═══ Given records

//! Correlation identifier carried by each HTTP request.
//!
//! The trace middleware opens a scope per request; errors built inside it
//! pick the id up through [`TraceId::current`]. Spawned tasks start outside
//! any scope.

use std::fmt;
use std::future::Future;
use std::str::FromStr;

use uuid::Uuid;

tokio::task_local! {
    static CURRENT: TraceId;
}

/// Random UUID naming one request in logs, error bodies and the
/// `trace-id` response header.
#[derive(Debug, Clone, Copy, PartialEq, Eq, Hash)]
pub struct TraceId(Uuid);

impl TraceId {
    #[must_use]
    pub(crate) fn generate() -> Self {
        Self(Uuid::new_v4())
    }

    /// Identifier of the enclosing request, if any.
    #[must_use]
    pub fn current() -> Option<Self> {
        CURRENT.try_with(|id| *id).ok()
    }

    /// Run `fut` with `trace_id` as the current identifier.
    pub fn scope<F: Future>(trace_id: Self, fut: F) -> impl Future<Output = F::Output> {
        CURRENT.scope(trace_id, fut)
    }
}

impl fmt::Display for TraceId {
    fn fmt(&self, f: &mut fmt::Formatter<'_>) -> fmt::Result {
        fmt::Display::fmt(&self.0.hyphenated(), f)
    }
}

impl FromStr for TraceId {
    type Err = uuid::Error;

    fn from_str(s: &str) -> Result<Self, Self::Err> {
        Uuid::try_parse(s).map(Self)
    }
}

══════

▶ Problem description: Print the records above once again, exactly as written.

▶ Response below:
//! Correlation identifier carried by each HTTP request.
//!
//! The trace middleware opens a scope per request; errors built inside it
//! pick the id up through [`TraceId::current`]. Spawned tasks start outside
//! any scope.

use std::fmt;
use std::future::Future;
use std::str::FromStr;

use uuid::Uuid;

tokio::task_local! {
    static CURRENT: TraceId;
}

/// Random UUID naming one request in logs, error bodies and the
/// `trace-id` response header.
#[derive(Debug, Clone, Copy, PartialEq, Eq, Hash)]
pub struct TraceId(Uuid);

impl TraceId {
    #[must_use]
    pub(crate) fn generate() -> Self {
        Self(Uuid::new_v4())
    }

    /// Identifier of the enclosing request, if any.
    #[must_use]
    pub fn current() -> Option<Self> {
        CURRENT.try_with(|id| *id).ok()
    }

    /// Run `fut` with `trace_id` as the current identifier.
    pub fn scope<F: Future>(trace_id: Self, fut: F) -> impl Future<Output = F::Output> {
        CURRENT.scope(trace_id, fut)
    }
}

impl fmt::Display for TraceId {
    fn fmt(&self, f: &mut fmt::Formatter<'_>) -> fmt::Result {
        fmt::Display::fmt(&self.0.hyphenated(), f)
    }
}

impl FromStr for TraceId {
    type Err = uuid::Error;

    fn from_str(s: &str) -> Result<Self, Self::Err> {
        Uuid::try_parse(s).map(Self)
    }
}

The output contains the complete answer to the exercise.